▽
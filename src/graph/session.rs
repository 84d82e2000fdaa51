//! Owned application state for the currently open graph.
//!
//! [`GraphSession`] is the single writer of the published graph. Opening,
//! reloading, and creating a vertex all run the full load pipeline and swap
//! the result in only on success, so readers either see the previous graph
//! or the new one. At most one of those operations runs at a time; a second
//! request while one is in flight is rejected with [`GraphError::Busy`].

use std::cell::{Cell, RefCell};
use std::path::{Path, PathBuf};
use std::sync::Arc;

use async_trait::async_trait;
use chrono::{DateTime, Utc};
use log::{error, info, warn};
use uuid::Uuid;

use super::descriptor::{self, DESCRIPTOR_FILE};
use super::loader;
use super::model::{CanvasStyle, Edge, Graph, Vertex, Visibility};
use super::schema::{ContentHeader, VertexDescriptor};
use super::vault::VaultFs;
use crate::config::CanvasConfig;
use crate::error::{GraphError, GraphResult, Severity};

/// Services the embedding application provides to the session.
#[async_trait(?Send)]
pub trait Host {
	/// Asks the user for a base directory. `None` means the user cancelled.
	async fn select_directory(&self) -> Option<PathBuf>;

	async fn new_uuid(&self) -> Uuid {
		Uuid::new_v4()
	}

	async fn now(&self) -> DateTime<Utc> {
		Utc::now()
	}

	/// Shows a user-facing message.
	fn notify(&self, severity: Severity, message: &str);
}

/// The body of one language file, read on demand.
#[derive(Clone, Debug, PartialEq)]
pub struct VertexContent {
	pub uuid: Uuid,
	pub language: String,
	pub title: String,
	pub slug: String,
	pub body: String,
	pub path: PathBuf,
}

/// Clears the in-flight flag when the guarded operation ends, including on
/// early return.
struct InFlight<'a>(&'a Cell<bool>);

impl<'a> InFlight<'a> {
	fn acquire(flag: &'a Cell<bool>) -> GraphResult<Self> {
		if flag.replace(true) {
			return Err(GraphError::Busy);
		}
		Ok(Self(flag))
	}
}

impl Drop for InFlight<'_> {
	fn drop(&mut self) {
		self.0.set(false);
	}
}

/// The open graph plus the vault and host it was loaded through.
///
/// Not `Sync`: the session lives on the UI thread and is shared by `Rc`.
pub struct GraphSession<V: VaultFs, H: Host> {
	vault: V,
	host: H,
	config: CanvasConfig,
	current: RefCell<Option<Arc<Graph>>>,
	in_flight: Cell<bool>,
}

impl<V: VaultFs, H: Host> GraphSession<V, H> {
	/// A session with no graph open.
	pub fn new(vault: V, host: H, config: CanvasConfig) -> Self {
		Self {
			vault,
			host,
			config,
			current: RefCell::new(None),
			in_flight: Cell::new(false),
		}
	}

	/// The vault the session reads and writes.
	pub fn vault(&self) -> &V {
		&self.vault
	}

	/// Host services, also used to surface preview failures.
	pub fn host(&self) -> &H {
		&self.host
	}

	/// Whether an open, reload or create is running.
	pub fn is_loading(&self) -> bool {
		self.in_flight.get()
	}

	/// The published graph, if any.
	pub fn graph(&self) -> Option<Arc<Graph>> {
		self.current.borrow().clone()
	}

	/// Same as [`GraphSession::graph`]; the metadata lives on the graph.
	pub fn metadata(&self) -> GraphResult<Arc<Graph>> {
		self.graph().ok_or(GraphError::NotOpen)
	}

	/// Vertices of the published graph; empty when none is open.
	pub fn vertices(&self) -> Vec<Vertex> {
		self.graph()
			.map(|g| g.vertices().to_vec())
			.unwrap_or_default()
	}

	/// Edges of the published graph; empty when none is open.
	pub fn edges(&self) -> Vec<Edge> {
		self.graph().map(|g| g.edges().to_vec()).unwrap_or_default()
	}

	/// Asks the host for a directory and opens it. A cancelled selection is
	/// a no-op and yields `Ok(None)`.
	pub async fn open(&self) -> GraphResult<Option<Arc<Graph>>> {
		let Some(path) = self.host.select_directory().await else {
			info!("research-canvas: open cancelled");
			return Ok(None);
		};
		self.open_path(&path).await.map(Some)
	}

	pub async fn open_path(&self, path: &Path) -> GraphResult<Arc<Graph>> {
		let _guard = self.guard()?;
		self.load_and_publish(path).await
	}

	/// Rebuilds the open graph from disk.
	pub async fn reload(&self) -> GraphResult<Arc<Graph>> {
		let _guard = self.guard()?;
		let path = self.current_path()?;
		self.load_and_publish(&path).await
	}

	/// Drops the published graph. Returns `false` if nothing was open.
	pub fn close(&self) -> bool {
		if self.in_flight.get() {
			self.report(&GraphError::Busy);
			return false;
		}
		match self.current.borrow_mut().take() {
			Some(graph) => {
				info!("research-canvas: closed {}", graph.path.display());
				true
			}
			None => {
				self.report(&GraphError::NotOpen);
				false
			}
		}
	}

	/// Reads the body of `uuid` in `language`, falling back to the graph's
	/// default language and then to any language the vertex has.
	pub async fn vertex_content(&self, uuid: Uuid, language: &str) -> GraphResult<VertexContent> {
		let graph = self.metadata()?;
		let vertex = graph.vertex(&uuid).ok_or(GraphError::VertexNotFound(uuid))?;
		let (language, path) = vertex
			.files
			.get_key_value(language)
			.or_else(|| vertex.files.get_key_value(&graph.languages.default))
			.or_else(|| vertex.files.iter().next())
			.ok_or(GraphError::VertexNotFound(uuid))?;

		let text = self
			.vault
			.read_to_string(path)
			.await
			.map_err(|e| GraphError::io(path, e))?;
		let body = descriptor::split_header(&text)
			.map(|(_, body)| body)
			.unwrap_or(&text);

		Ok(VertexContent {
			uuid,
			language: language.clone(),
			title: vertex.title.get(language).cloned().unwrap_or_default(),
			slug: vertex.slug.get(language).cloned().unwrap_or_default(),
			body: body.to_string(),
			path: path.clone(),
		})
	}

	/// Writes a new vertex at graph coordinates `(x, y)` and reloads.
	///
	/// The folder, one content file per graph language, and then the
	/// descriptor are written before the reload starts. A write that fails
	/// part way leaves a folder without `graph.yaml`, which the loader skips.
	/// Invalid type or extension settings fail before anything is written.
	pub async fn create_vertex(&self, x: f64, y: f64) -> GraphResult<Uuid> {
		let _guard = self.guard()?;
		let graph = self.metadata().inspect_err(|e| self.report(e))?;
		let uuid = self
			.write_vertex(&graph, x, y)
			.await
			.inspect_err(|e| self.report(e))?;
		self.load_and_publish(&graph.path).await?;
		Ok(uuid)
	}

	async fn write_vertex(&self, graph: &Graph, x: f64, y: f64) -> GraphResult<Uuid> {
		self.config
			.check_vertex_template()
			.map_err(GraphError::InvalidVertexTemplate)?;
		let uuid = self.host.new_uuid().await;
		let now = self.host.now().await;
		let folder = graph.path.join(uuid.to_string());

		let descriptor = VertexDescriptor {
			uuid,
			graph: graph.uuid,
			kind: self.config.new_vertex_type.clone(),
			visibility: Visibility::Private,
			created: now,
			modified: now,
			canvas: CanvasStyle {
				x,
				y,
				..Default::default()
			},
			edges: Default::default(),
		};
		let descriptor_yaml = serde_yaml::to_string(&descriptor)?;

		let short = uuid.simple().to_string();
		let header = ContentHeader {
			title: self.config.new_vertex_title.clone(),
			slug: format!("{}-{}", slugify(&self.config.new_vertex_title), &short[..8]),
		};
		let content = descriptor::render_content(&header, "")?;

		self.vault
			.create_dir(&folder)
			.await
			.map_err(|e| GraphError::io(&folder, e))?;
		for language in &graph.languages.all {
			let path = folder.join(format!(
				"index.{language}.{}",
				self.config.content_extension
			));
			self.vault
				.write(&path, &content)
				.await
				.map_err(|e| GraphError::io(&path, e))?;
		}
		let descriptor_path = folder.join(DESCRIPTOR_FILE);
		self.vault
			.write(&descriptor_path, &descriptor_yaml)
			.await
			.map_err(|e| GraphError::io(&descriptor_path, e))?;

		info!("research-canvas: created vertex {uuid} at ({x}, {y})");
		Ok(uuid)
	}

	fn guard(&self) -> GraphResult<InFlight<'_>> {
		InFlight::acquire(&self.in_flight).inspect_err(|e| {
			warn!("research-canvas: {e}");
		})
	}

	fn current_path(&self) -> GraphResult<PathBuf> {
		self.metadata()
			.map(|graph| graph.path.clone())
			.inspect_err(|e| self.report(e))
	}

	/// Runs the loader and publishes on success. Failures are reported to
	/// the host once and the previous graph stays published.
	async fn load_and_publish(&self, path: &Path) -> GraphResult<Arc<Graph>> {
		match loader::load_graph(&self.vault, path).await {
			Ok(graph) => {
				let graph = Arc::new(graph);
				*self.current.borrow_mut() = Some(graph.clone());
				Ok(graph)
			}
			Err(e) => {
				self.report(&e);
				Err(e)
			}
		}
	}

	/// Logs `e` and shows it to the user with its severity.
	fn report(&self, e: &GraphError) {
		match e.severity() {
			Severity::Warning => warn!("research-canvas: {e}"),
			Severity::Error => error!("research-canvas: {e}"),
		}
		self.host.notify(e.severity(), &e.to_string());
	}
}

/// Lowercase ASCII slug with single dashes between words.
fn slugify(text: &str) -> String {
	let mut slug = String::with_capacity(text.len());
	for c in text.chars() {
		if c.is_ascii_alphanumeric() {
			slug.push(c.to_ascii_lowercase());
		} else if !slug.is_empty() && !slug.ends_with('-') {
			slug.push('-');
		}
	}
	let slug = slug.trim_end_matches('-');
	if slug.is_empty() {
		"vertex".to_string()
	} else {
		slug.to_string()
	}
}

#[cfg(test)]
mod tests {
	use super::*;

	#[test]
	fn slugify_collapses_separators() {
		assert_eq!(slugify("Untitled"), "untitled");
		assert_eq!(slugify("  A new   idea! "), "a-new-idea");
		assert_eq!(slugify("???"), "vertex");
	}

	#[test]
	fn in_flight_guard_rejects_and_releases() {
		let flag = Cell::new(false);
		{
			let _held = InFlight::acquire(&flag).unwrap();
			assert!(matches!(InFlight::acquire(&flag), Err(GraphError::Busy)));
		}
		assert!(!flag.get());
		assert!(InFlight::acquire(&flag).is_ok());
	}
}
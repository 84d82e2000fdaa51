//! Error taxonomy for graph loading and mutation.
//!
//! Only graph-level failures are errors. Problems with a single vertex or a
//! single language file are absorbed by the loader as [`SkipReason`]s.

use std::io;
use std::path::PathBuf;

use thiserror::Error;
use uuid::Uuid;

/// How a failure should be surfaced to the user.
#[derive(Clone, Copy, Debug, PartialEq, Eq)]
pub enum Severity {
	/// The user asked for something the graph cannot do right now.
	Warning,
	/// Storage or serialization failed underneath the operation.
	Error,
}

/// Failures that abort an open, reload, or mutation as a whole.
#[derive(Error, Debug)]
pub enum GraphError {
	#[error("No graph is currently open")]
	NotOpen,

	/// An open, reload or create is still running on this session.
	#[error("Another graph operation is already in progress")]
	Busy,

	/// The chosen directory has no `.research` entry.
	#[error("The .research item is missing in {0}")]
	MissingMetadataFolder(PathBuf),

	#[error("The .research item is not a folder in {0}")]
	MetadataNotFolder(PathBuf),

	#[error("The graph.yaml file is missing in {0}")]
	MissingGraphDescriptor(PathBuf),

	/// `graph.yaml` is not YAML, or its top level is not a mapping.
	#[error("The graph.yaml file is not a valid YAML object: {0}")]
	UnparsableGraphDescriptor(String),

	#[error("The graph.yaml file does not match the required schema: {0}")]
	InvalidGraphDescriptor(#[from] SchemaError),

	/// The configured type tag or content extension cannot produce a
	/// loadable vertex. Nothing is written.
	#[error("The new vertex settings are invalid: {0}")]
	InvalidVertexTemplate(SchemaError),

	#[error("Vertex not found: {0}")]
	VertexNotFound(Uuid),

	#[error("Serialization error: {0}")]
	Serialize(#[from] serde_yaml::Error),

	/// A vault read or write failed at `path`.
	#[error("IO error at {}: {source}", path.display())]
	Io {
		path: PathBuf,
		#[source]
		source: io::Error,
	},
}

impl GraphError {
	pub fn io(path: impl Into<PathBuf>, source: io::Error) -> Self {
		Self::Io {
			path: path.into(),
			source,
		}
	}

	/// Graph-level precondition failures are warnings; I/O and internal
	/// failures are errors.
	pub fn severity(&self) -> Severity {
		match self {
			GraphError::Io { .. } | GraphError::Serialize(_) => Severity::Error,
			_ => Severity::Warning,
		}
	}
}

/// A descriptor or header that parsed but violates its schema.
#[derive(Error, Debug, Clone, PartialEq)]
pub enum SchemaError {
	#[error("field `{field}` is invalid: {reason}")]
	Field { field: &'static str, reason: String },

	#[error("`{0}` is not an ISO 639-1 language code")]
	Language(String),

	#[error("default language `{0}` is not listed in languages.all")]
	DefaultLanguage(String),

	#[error("{0}")]
	Shape(String),
}

impl SchemaError {
	pub fn field(field: &'static str, reason: impl Into<String>) -> Self {
		Self::Field {
			field,
			reason: reason.into(),
		}
	}
}

/// Why a vertex folder was left out of the graph.
#[derive(Error, Debug, Clone, PartialEq)]
pub enum SkipReason {
	#[error("descriptor graph.yaml is missing")]
	MissingDescriptor,

	#[error("descriptor is not a YAML object")]
	UnparsableDescriptor,

	#[error("descriptor does not match the schema: {0}")]
	InvalidDescriptor(String),

	#[error("vertex belongs to graph {found}, expected {expected}")]
	ForeignGraph { expected: Uuid, found: Uuid },

	#[error("no readable language content file")]
	NoContent,

	#[error("uuid {0} is already used by another vertex")]
	DuplicateUuid(Uuid),
}

pub type GraphResult<T> = Result<T, GraphError>;
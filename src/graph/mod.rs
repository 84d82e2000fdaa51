//! Graph construction pipeline.
//!
//! A base directory of vertex folders is read through a [`VaultFs`],
//! validated folder by folder, and assembled into an immutable [`Graph`].
//! [`GraphSession`] owns the published graph and serializes reloads.
//!
//! ```text
//! base/
//!   .research/graph.yaml        graph uuid, languages, per-type styles
//!   <vertex>/graph.yaml         uuid, type, canvas, edges
//!   <vertex>/index.<lang>.md    --- title, slug --- body
//! ```

pub mod descriptor;
pub mod loader;
pub mod model;
pub mod schema;
pub mod session;
pub mod style;
pub mod vault;

pub use loader::load_graph;
pub use model::{Edge, Graph, GraphItem, ItemKind, Languages, Vertex};
pub use session::{GraphSession, Host, VertexContent};
pub use style::{ResolvedStyle, VertexStyle};
#[cfg(not(target_arch = "wasm32"))]
pub use vault::StdVault;
pub use vault::{DirEntry, MemoryVault, VaultFs, VaultSnapshot};
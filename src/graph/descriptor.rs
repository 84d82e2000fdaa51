//! Reads one vertex folder into a [`Vertex`].
//!
//! A folder is either accepted or skipped. Skips are logged and never
//! escalate; only an I/O failure on a file the listing reported is
//! returned as an error.

use std::collections::BTreeMap;
use std::path::Path;

use log::{debug, warn};
use uuid::Uuid;

use super::model::Vertex;
use super::schema::{self, ContentHeader, VertexDescriptor};
use super::vault::VaultFs;
use crate::error::{GraphError, GraphResult, SkipReason};

/// File name of both the graph-level and the per-vertex descriptor.
pub const DESCRIPTOR_FILE: &str = "graph.yaml";
const HEADER_DELIMITER: &str = "---";

/// Outcome of reading a vertex folder.
#[derive(Debug)]
pub enum VertexLoad {
	Loaded(Box<Vertex>),
	Skipped(SkipReason),
}

/// Splits a content file into its `---` delimited header and the body that
/// follows the closing delimiter. The opening delimiter must be the first
/// line.
pub fn split_header(text: &str) -> Option<(&str, &str)> {
	let text = text.strip_prefix('\u{feff}').unwrap_or(text);
	let (first, rest) = text.split_once('\n')?;
	if first.trim_end() != HEADER_DELIMITER {
		return None;
	}
	let mut offset = 0;
	for line in rest.split_inclusive('\n') {
		if line.trim_end() == HEADER_DELIMITER {
			let header = rest[..offset].trim_end_matches(['\r', '\n']);
			return Some((header, &rest[offset + line.len()..]));
		}
		offset += line.len();
	}
	None
}

/// Renders a content file from its header and body.
pub fn render_content(header: &ContentHeader, body: &str) -> GraphResult<String> {
	let yaml = serde_yaml::to_string(header)?;
	Ok(format!("{HEADER_DELIMITER}\n{yaml}{HEADER_DELIMITER}\n{body}"))
}

/// Language code of an `index.<lang>.<ext>` file name.
pub fn content_language(file_name: &str) -> Option<&str> {
	let rest = file_name.strip_prefix("index.")?;
	let (language, ext) = rest.split_once('.')?;
	if ext.is_empty() || ext.contains('.') || !schema::is_language_code(language) {
		return None;
	}
	Some(language)
}

/// Reads and validates a content file header.
pub fn parse_header(text: &str) -> Option<ContentHeader> {
	let (header, _) = split_header(text)?;
	schema::from_mapping(schema::parse_mapping(header)?).ok()
}

/// Reads the vertex stored in `folder`.
///
/// `graph` is the UUID of the graph being loaded; vertices claiming another
/// graph are skipped.
pub async fn load_vertex(vault: &dyn VaultFs, folder: &Path, graph: Uuid) -> GraphResult<VertexLoad> {
	let entries = vault
		.read_dir(folder)
		.await
		.map_err(|e| GraphError::io(folder, e))?;

	if !entries
		.iter()
		.any(|e| !e.is_folder() && e.name == DESCRIPTOR_FILE)
	{
		return Ok(VertexLoad::Skipped(SkipReason::MissingDescriptor));
	}

	let descriptor_path = folder.join(DESCRIPTOR_FILE);
	let raw = vault
		.read_to_string(&descriptor_path)
		.await
		.map_err(|e| GraphError::io(&descriptor_path, e))?;
	let Some(mapping) = schema::parse_mapping(&raw) else {
		return Ok(VertexLoad::Skipped(SkipReason::UnparsableDescriptor));
	};
	let descriptor: VertexDescriptor = match schema::from_mapping(mapping) {
		Ok(d) => d,
		Err(e) => return Ok(VertexLoad::Skipped(SkipReason::InvalidDescriptor(e.to_string()))),
	};
	if descriptor.graph != graph {
		return Ok(VertexLoad::Skipped(SkipReason::ForeignGraph {
			expected: graph,
			found: descriptor.graph,
		}));
	}

	let mut title = BTreeMap::new();
	let mut slug = BTreeMap::new();
	let mut files = BTreeMap::new();

	for entry in entries.iter().filter(|e| !e.is_folder()) {
		let Some(language) = content_language(&entry.name) else {
			continue;
		};
		if files.contains_key(language) {
			warn!(
				"research-canvas: {} has more than one {} content file, keeping the first",
				folder.display(),
				language
			);
			continue;
		}
		let path = folder.join(&entry.name);
		let text = vault
			.read_to_string(&path)
			.await
			.map_err(|e| GraphError::io(&path, e))?;
		let Some(header) = parse_header(&text) else {
			debug!("research-canvas: skipping invalid header in {}", path.display());
			continue;
		};
		title.insert(language.to_string(), header.title);
		slug.insert(language.to_string(), header.slug);
		files.insert(language.to_string(), path);
	}

	if files.is_empty() {
		return Ok(VertexLoad::Skipped(SkipReason::NoContent));
	}

	Ok(VertexLoad::Loaded(Box::new(Vertex {
		uuid: descriptor.uuid,
		graph: descriptor.graph,
		kind: descriptor.kind,
		visibility: descriptor.visibility,
		created: descriptor.created,
		modified: descriptor.modified,
		canvas: descriptor.canvas,
		title,
		slug,
		adjacency: descriptor.edges,
		path: folder.to_path_buf(),
		files,
	})))
}
//! Browser glue: DOM-embedded data and the [`Host`] implementation.
//!
//! The page embeds two JSON blocks:
//! `<script id="vault-data" type="application/json">` holds a
//! [`VaultSnapshot`] of the research directory, and the optional
//! `<script id="canvas-config">` holds a partial [`CanvasConfig`].

use std::path::PathBuf;

use async_trait::async_trait;
use log::{error, info, warn};
use wasm_bindgen::JsCast;
use web_sys::{HtmlScriptElement, Window};

use crate::config::CanvasConfig;
use crate::error::Severity;
use crate::graph::{Host, VaultSnapshot};

pub const VAULT_DATA_ID: &str = "vault-data";
pub const CANVAS_CONFIG_ID: &str = "canvas-config";

/// Text of the script element with `id`, if present.
fn script_text(id: &str) -> Option<String> {
	let window: Window = web_sys::window()?;
	let document = window.document()?;
	let element = document.get_element_by_id(id)?;
	let script: HtmlScriptElement = element.dyn_into().ok()?;
	script.text().ok()
}

pub fn parse_snapshot(json: &str) -> Result<VaultSnapshot, serde_json::Error> {
	serde_json::from_str(json)
}

/// Loads the embedded vault snapshot.
pub fn load_vault_snapshot() -> Option<VaultSnapshot> {
	let Some(text) = script_text(VAULT_DATA_ID) else {
		warn!("research-canvas: no #{VAULT_DATA_ID} element");
		return None;
	};
	match parse_snapshot(&text) {
		Ok(snapshot) => {
			info!(
				"research-canvas: snapshot of {} with {} files",
				snapshot.root.display(),
				snapshot.files.len()
			);
			Some(snapshot)
		}
		Err(e) => {
			warn!("research-canvas: failed to parse vault snapshot: {}", e);
			None
		}
	}
}

/// Loads the embedded canvas configuration, or the defaults.
pub fn load_config() -> CanvasConfig {
	let Some(text) = script_text(CANVAS_CONFIG_ID) else {
		return CanvasConfig::default();
	};
	CanvasConfig::from_json(&text).unwrap_or_else(|e| {
		warn!("research-canvas: invalid canvas config, using defaults: {}", e);
		CanvasConfig::default()
	})
}

/// Host backed by the page. The only selectable directory is the
/// snapshot root; messages go to the console and an alert.
pub struct BrowserHost {
	root: Option<PathBuf>,
}

impl BrowserHost {
	pub fn new(root: Option<PathBuf>) -> Self {
		Self { root }
	}
}

#[async_trait(?Send)]
impl Host for BrowserHost {
	async fn select_directory(&self) -> Option<PathBuf> {
		self.root.clone()
	}

	fn notify(&self, severity: Severity, message: &str) {
		match severity {
			Severity::Warning => warn!("research-canvas: {message}"),
			Severity::Error => error!("research-canvas: {message}"),
		}
		if let Some(window) = web_sys::window() {
			let _ = window.alert_with_message(message);
		}
	}
}

#[cfg(test)]
mod tests {
	use super::*;

	#[test]
	fn snapshot_lists_files_relative_to_root() {
		let snapshot = parse_snapshot(
			r#"{
				"root": "/kb",
				"files": { ".research/graph.yaml": "uuid: x", "a/index.en.md": "---\n---\n" },
				"folders": ["empty"]
			}"#,
		)
		.unwrap();
		assert_eq!(snapshot.root, PathBuf::from("/kb"));
		assert_eq!(snapshot.files.len(), 2);
		assert_eq!(snapshot.folders, vec!["empty".to_string()]);

		let bare = parse_snapshot(r#"{ "root": "/kb" }"#).unwrap();
		assert!(bare.files.is_empty());
		assert!(parse_snapshot("[]").is_err());
	}
}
△
PROBLEM DETAILS:
When you reach the line that contains "ends, including on", stop; output it and every line before it from the start of the data, exactly as written.

PROBLEM SOLUTION:
filename src/graph/session.rs
repository 84d82e2000fdaa51
//! Owned application state for the currently open graph.
//!
//! [`GraphSession`] is the single writer of the published graph. Opening,
//! reloading, and creating a vertex all run the full load pipeline and swap
//! the result in only on success, so readers either see the previous graph
//! or the new one. At most one of those operations runs at a time; a second
//! request while one is in flight is rejected with [`GraphError::Busy`].

use std::cell::{Cell, RefCell};
use std::path::{Path, PathBuf};
use std::sync::Arc;

use async_trait::async_trait;
use chrono::{DateTime, Utc};
use log::{error, info, warn};
use uuid::Uuid;

use super::descriptor::{self, DESCRIPTOR_FILE};
use super::loader;
use super::model::{CanvasStyle, Edge, Graph, Vertex, Visibility};
use super::schema::{ContentHeader, VertexDescriptor};
use super::vault::VaultFs;
use crate::config::CanvasConfig;
use crate::error::{GraphError, GraphResult, Severity};

/// Services the embedding application provides to the session.
#[async_trait(?Send)]
pub trait Host {
	/// Asks the user for a base directory. `None` means the user cancelled.
	async fn select_directory(&self) -> Option<PathBuf>;

	async fn new_uuid(&self) -> Uuid {
		Uuid::new_v4()
	}

	async fn now(&self) -> DateTime<Utc> {
		Utc::now()
	}

	/// Shows a user-facing message.
	fn notify(&self, severity: Severity, message: &str);
}

/// The body of one language file, read on demand.
#[derive(Clone, Debug, PartialEq)]
pub struct VertexContent {
	pub uuid: Uuid,
	pub language: String,
	pub title: String,
	pub slug: String,
	pub body: String,
	pub path: PathBuf,
}

/// Clears the in-flight flag when the guarded operation ends, including on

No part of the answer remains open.